* [Data for this exercise]
▼
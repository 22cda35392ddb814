//! Catalog Data

use mival::catalog::{CatalogItemStatus, CatalogItemUuid};
use rust_decimal::Decimal;

/// New Catalog Item Data
#[derive(Debug, Clone, PartialEq, Eq)]
pub struct NewCatalogItem {
    pub uuid: CatalogItemUuid,
    pub title: String,
    pub studio: String,
    pub genre_id: i64,
    pub platform_id: i64,
    pub description: String,
    pub price: Decimal,
    pub status: CatalogItemStatus,
}

/// Catalog Item Update Data
#[derive(Debug, Clone, Copy, PartialEq, Eq)]
pub struct CatalogItemUpdate {
    pub price: Decimal,
    pub status: CatalogItemStatus,
}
▲
* [Aim of the exercise]
Nothing in the data may differ; print all of it exactly as written.

* [Output below]
repository 22cda35392ddb814
//! Catalog Data

use mival::catalog::{CatalogItemStatus, CatalogItemUuid};
use rust_decimal::Decimal;

/// New Catalog Item Data
#[derive(Debug, Clone, PartialEq, Eq)]
pub struct NewCatalogItem {
    pub uuid: CatalogItemUuid,
    pub title: String,
    pub studio: String,
    pub genre_id: i64,
    pub platform_id: i64,
    pub description: String,
    pub price: Decimal,
    pub status: CatalogItemStatus,
}

/// Catalog Item Update Data
#[derive(Debug, Clone, Copy, PartialEq, Eq)]
pub struct CatalogItemUpdate {
    pub price: Decimal,
    pub status: CatalogItemStatus,
}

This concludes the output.